1. “I am never having sex again.”

You only realize how overrated sex in general is when you might actually have to confront the repercussions it can possibly bring. No matter how hot the sex you had was at the time, you immediately want to retire from the game entirely and spend the rest of your life holding hands, knitting blankets for babies, and being a completely asexual human being. Your brain just goes into “damage control” mode and realizes how your life would be just as good if you never again engaged in a sex act. It’s just not worth it.

2. “I didn’t even have sex, but I’m definitely pregnant.”

And even if you didn’t actually have sex, your batshit-insane brain can’t help but make up some absurd story about how you might have accidentally sat on some dried semen on a subway seat or something horrific like that and now you are magically pregnant for no reason. You are ready to accept the idea that you are the second coming of Mary and you are with Divine Child rather than than just be calm about the whole thing. When your period is late, there is only panic and pain.

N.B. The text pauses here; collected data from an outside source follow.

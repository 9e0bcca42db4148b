//! Operational endpoints: pool, limiter and cache statistics, history
//! queries, and the raw JSON-RPC passthrough.

use axum::{
    extract::{Path, Query, State},
    Json,
};
use serde::{Deserialize, Serialize};
use serde_json::{json, Value};

use crate::cache::{HistoryDomain, HistoryRecord, StoreStats};
use crate::error::AppError;
use crate::rpc::{PoolStats, RateLimiterStats};

use super::AppState;

const DEFAULT_HISTORY_LIMIT: i64 = 100;
const DEFAULT_HISTORY_HOURS: i64 = 24;

#[derive(Debug, Deserialize)]
pub struct HistoryQuery {
    pub limit: Option<i64>,
    pub hours: Option<i64>,
}

#[derive(Debug, Serialize)]
pub struct HistoryResponse {
    pub domain: HistoryDomain,
    pub count: usize,
    pub records: Vec<HistoryRecord>,
}

#[derive(Debug, Deserialize)]
pub struct RpcRequest {
    #[serde(default)]
    pub id: Value,
    pub method: String,
    #[serde(default)]
    pub params: Value,
}

/// `GET /pool/stats`
pub async fn pool_stats(State(state): State<AppState>) -> Json<PoolStats> {
    Json(state.pool.stats().await)
}

/// `GET /rate-limiter/stats`
pub async fn rate_limiter_stats(State(state): State<AppState>) -> Json<RateLimiterStats> {
    Json(state.pool.rate_limiter().stats().await)
}

/// `GET /cache/stats`
pub async fn cache_stats(State(state): State<AppState>) -> Result<Json<StoreStats>, AppError> {
    Ok(Json(state.cache.export_stats().await?))
}

/// `GET /history/:domain?limit=&hours=`
pub async fn history(
    State(state): State<AppState>,
    Path(domain): Path<String>,
    Query(query): Query<HistoryQuery>,
) -> Result<Json<HistoryResponse>, AppError> {
    let domain: HistoryDomain = domain
        .parse()
        .map_err(|err: crate::cache::CacheError| AppError::BadRequest(err.to_string()))?;

    let records = state
        .cache
        .query_history(
            domain,
            query.limit.unwrap_or(DEFAULT_HISTORY_LIMIT),
            query.hours.unwrap_or(DEFAULT_HISTORY_HOURS),
        )
        .await?;

    Ok(Json(HistoryResponse {
        domain,
        count: records.len(),
        records,
    }))
}

/// `POST /rpc`. Forwards one JSON-RPC call through the pool. Never cached.
pub async fn rpc_passthrough(
    State(state): State<AppState>,
    Json(request): Json<RpcRequest>,
) -> Result<Json<Value>, AppError> {
    if request.method.trim().is_empty() {
        return Err(AppError::BadRequest("method must not be empty".to_string()));
    }

    let result = state.pool.call(&request.method, request.params).await?;

    Ok(Json(json!({
        "jsonrpc": "2.0",
        "id": request.id,
        "result": result,
    })))
}
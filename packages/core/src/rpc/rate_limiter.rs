//! Token-bucket admission gate shared by every outbound upstream call.
//!
//! Tokens refill continuously at `requests_per_second` up to `burst_limit`
//! and each admitted call consumes one. On top of the bucket, consecutive
//! grants are spaced by at least `min_interval`: a caller arriving too soon
//! after the previous grant is suspended for the remainder. A caller that
//! finds the bucket empty is rejected with [`RpcError::RateLimitExceeded`]
//! instead of queuing, so the pool's retry path decides what happens next.

use std::time::Duration;

use serde::Serialize;
use tokio::sync::Mutex;
use tokio::time::{self, Instant};

use super::error::RpcError;

/// Rate limiter settings.
#[derive(Debug, Clone)]
pub struct RateLimiterConfig {
    pub requests_per_second: f64,
    pub burst_limit: u32,
    pub min_interval: Duration,
}

impl Default for RateLimiterConfig {
    fn default() -> Self {
        Self {
            requests_per_second: 10.0,
            burst_limit: 20,
            min_interval: Duration::from_millis(50),
        }
    }
}

/// Point-in-time view of the limiter, returned by [`RateLimiter::stats`].
#[derive(Debug, Clone, Serialize)]
pub struct RateLimiterStats {
    pub tokens: f64,
    pub burst_limit: u32,
    pub requests_per_second: f64,
    /// `1 - tokens / burst_limit`
    pub utilization: f64,
    pub total_requests: u64,
    pub throttled_requests: u64,
    pub burst_requests: u64,
    pub average_interval_ms: f64,
}

#[derive(Debug)]
struct BucketState {
    tokens: f64,
    last_refill: Instant,
    last_grant: Option<Instant>,
    total_requests: u64,
    throttled_requests: u64,
    burst_requests: u64,
    interval_samples: u64,
    average_interval_secs: f64,
}

impl BucketState {
    fn new(burst_limit: u32, now: Instant) -> Self {
        Self {
            tokens: f64::from(burst_limit),
            last_refill: now,
            last_grant: None,
            total_requests: 0,
            throttled_requests: 0,
            burst_requests: 0,
            interval_samples: 0,
            average_interval_secs: 0.0,
        }
    }

    /// Token count as of `now`, without touching the bucket.
    fn tokens_at(&self, now: Instant, config: &RateLimiterConfig) -> f64 {
        let elapsed = now.saturating_duration_since(self.last_refill);
        let added = elapsed.as_secs_f64() * config.requests_per_second;
        (self.tokens + added).clamp(0.0, f64::from(config.burst_limit))
    }

    fn refill(&mut self, now: Instant, config: &RateLimiterConfig) {
        self.tokens = self.tokens_at(now, config);
        self.last_refill = now;
    }

    /// Refill, then take one token if available. Returns whether the call
    /// was admitted.
    fn try_consume(&mut self, now: Instant, config: &RateLimiterConfig) -> bool {
        self.refill(now, config);
        self.total_requests += 1;

        if self.tokens < 1.0 {
            self.throttled_requests += 1;
            return false;
        }
        self.tokens -= 1.0;

        if let Some(previous) = self.last_grant {
            let gap = now.saturating_duration_since(previous).as_secs_f64();
            self.interval_samples += 1;
            self.average_interval_secs +=
                (gap - self.average_interval_secs) / self.interval_samples as f64;

            // Faster than the sustained rate means the grant was paid for by burst capacity.
            if config.requests_per_second > 0.0 && gap < 1.0 / config.requests_per_second {
                self.burst_requests += 1;
            }
        }
        self.last_grant = Some(now);
        true
    }
}

/// Process-wide token bucket. Share it behind an `Arc`.
#[derive(Debug)]
pub struct RateLimiter {
    config: RateLimiterConfig,
    state: Mutex<BucketState>,
}

impl RateLimiter {
    pub fn new(config: RateLimiterConfig) -> Self {
        let state = BucketState::new(config.burst_limit, Instant::now());
        Self {
            config,
            state: Mutex::new(state),
        }
    }

    pub fn config(&self) -> &RateLimiterConfig {
        &self.config
    }

    /// Admit one upstream call.
    ///
    /// Suspends the caller while the `min_interval` floor is in effect,
    /// then fails fast with [`RpcError::RateLimitExceeded`] if the bucket
    /// holds less than one token. The lock is held across the floor wait
    /// so grants are serialized.
    pub async fn acquire(&self) -> Result<(), RpcError> {
        let mut state = self.state.lock().await;

        if let Some(last_grant) = state.last_grant {
            let since_grant = Instant::now().saturating_duration_since(last_grant);
            if since_grant < self.config.min_interval {
                time::sleep(self.config.min_interval - since_grant).await;
            }
        }

        if state.try_consume(Instant::now(), &self.config) {
            Ok(())
        } else {
            tracing::debug!(
                tokens = state.tokens,
                throttled = state.throttled_requests,
                "rate limiter rejected call"
            );
            Err(RpcError::RateLimitExceeded)
        }
    }

    pub async fn stats(&self) -> RateLimiterStats {
        let state = self.state.lock().await;
        let tokens = state.tokens_at(Instant::now(), &self.config);

        let burst = f64::from(self.config.burst_limit);
        let utilization = if burst > 0.0 { 1.0 - tokens / burst } else { 0.0 };

        RateLimiterStats {
            tokens,
            burst_limit: self.config.burst_limit,
            requests_per_second: self.config.requests_per_second,
            utilization,
            total_requests: state.total_requests,
            throttled_requests: state.throttled_requests,
            burst_requests: state.burst_requests,
            average_interval_ms: state.average_interval_secs * 1000.0,
        }
    }

    /// Zero the counters. Tokens are left as they are.
    pub async fn reset_stats(&self) {
        let mut state = self.state.lock().await;
        state.total_requests = 0;
        state.throttled_requests = 0;
        state.burst_requests = 0;
        state.interval_samples = 0;
        state.average_interval_secs = 0.0;
    }
}
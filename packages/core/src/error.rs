use axum::{
    http::StatusCode,
    response::{IntoResponse, Response},
    Json,
};
use serde_json::json;
use thiserror::Error;

use crate::cache::CacheError;
use crate::rpc::RpcError;

/// Unified application error.
///
/// Used by the binary and the HTTP handlers so every layer fails in a
/// predictable way.
#[derive(Debug, Error)]
pub enum AppError {
    #[error("Config error: {0}")]
    Config(String),
    #[error("Network error: {0}")]
    Network(String),
    #[error("Parse error: {0}")]
    Parse(String),
    #[error("Database error: {0}")]
    Database(#[from] CacheError),
    #[error("Upstream error: {0}")]
    Upstream(#[from] RpcError),
    #[error("Bad request: {0}")]
    BadRequest(String),
    #[error("Unknown error: {0}")]
    Unknown(String),
}

impl From<sqlx::Error> for AppError {
    fn from(err: sqlx::Error) -> Self {
        AppError::Database(CacheError::Database(err))
    }
}

impl IntoResponse for AppError {
    fn into_response(self) -> Response {
        let (status, body) = match &self {
            AppError::Upstream(err) => (
                StatusCode::BAD_GATEWAY,
                json!({ "error": err.to_string(), "kind": err.kind() }),
            ),
            AppError::BadRequest(msg) => (StatusCode::BAD_REQUEST, json!({ "error": msg })),
            other => {
                tracing::error!("{}", other);
                (
                    StatusCode::INTERNAL_SERVER_ERROR,
                    json!({ "error": other.to_string() }),
                )
            }
        };
        (status, Json(body)).into_response()
    }
}

#[cfg(test)]
mod tests {
    use super::*;
    use http_body_util::BodyExt;
    use serde_json::Value;

    async fn body_json(response: Response) -> Value {
        let bytes = response.into_body().collect().await.unwrap().to_bytes();
        serde_json::from_slice(&bytes).unwrap()
    }

    #[tokio::test]
    async fn exhausted_retries_report_the_last_classification() {
        let err = AppError::Upstream(RpcError::RetriesExhausted {
            attempts: 3,
            last: Box::new(RpcError::Timeout),
        });
        let response = err.into_response();
        assert_eq!(response.status(), StatusCode::BAD_GATEWAY);

        let body = body_json(response).await;
        assert_eq!(body["kind"], RpcError::Timeout.kind());
    }

    #[tokio::test]
    async fn bad_request_maps_to_400() {
        let response = AppError::BadRequest("unknown domain".into()).into_response();
        assert_eq!(response.status(), StatusCode::BAD_REQUEST);
        assert_eq!(body_json(response).await["error"], "unknown domain");
    }

    #[test]
    fn config_error_display_keeps_prefix() {
        assert_eq!(
            AppError::Config("RPC_ENDPOINTS is required".into()).to_string(),
            "Config error: RPC_ENDPOINTS is required"
        );
    }
}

3. “I am even more broke than I thought I was.”

Don’t look at your bank account when you are late. Just don’t do it. No matter how broke/in poor control of your finances you imagined you were before this happened, get ready to raise it to the power of 10 when you consider the extremely expensive ramifications of the current situation. No matter what you plan to do if worst comes to worst, it’s all going to be more money than you have at the ready. And it will immediately make you feel like any progress you have made as an adult is completely erased in your new predicament.

4. “Why don’t men have to experience this? It’s so unfair.”

The resentment that you feel towards the clueless guy who could have possibly made this happen — if there even is a “this” to begin with — is unmatched. It’s just so fucking unfair, and no matter how much they try to comfort you in the moment, they will never understand the struggle.

5. “I am so irresponsible.”

You immediately look at your life. You look at your choices. You look at your tendency to go out until all hours of the night and end up in ridiculous photos on Facebook the next morning. You are clearly in a phase of your life that has to do with changes, and adventure, and travel, and mistakes — not kids. You never really understand how irresponsible the 20s can be until you are faced with something that makes you consider what an adult actually is, and how you are not at all in that position yet. And even though you love your current phase of “being a little too crazy a little too often,” you know that it’s not sustainable. And you know that there is too much growing up and having awesome things happen in the future that don’t involve having a kid right now.

6. “I’m not even religious, but I need to pray right now.”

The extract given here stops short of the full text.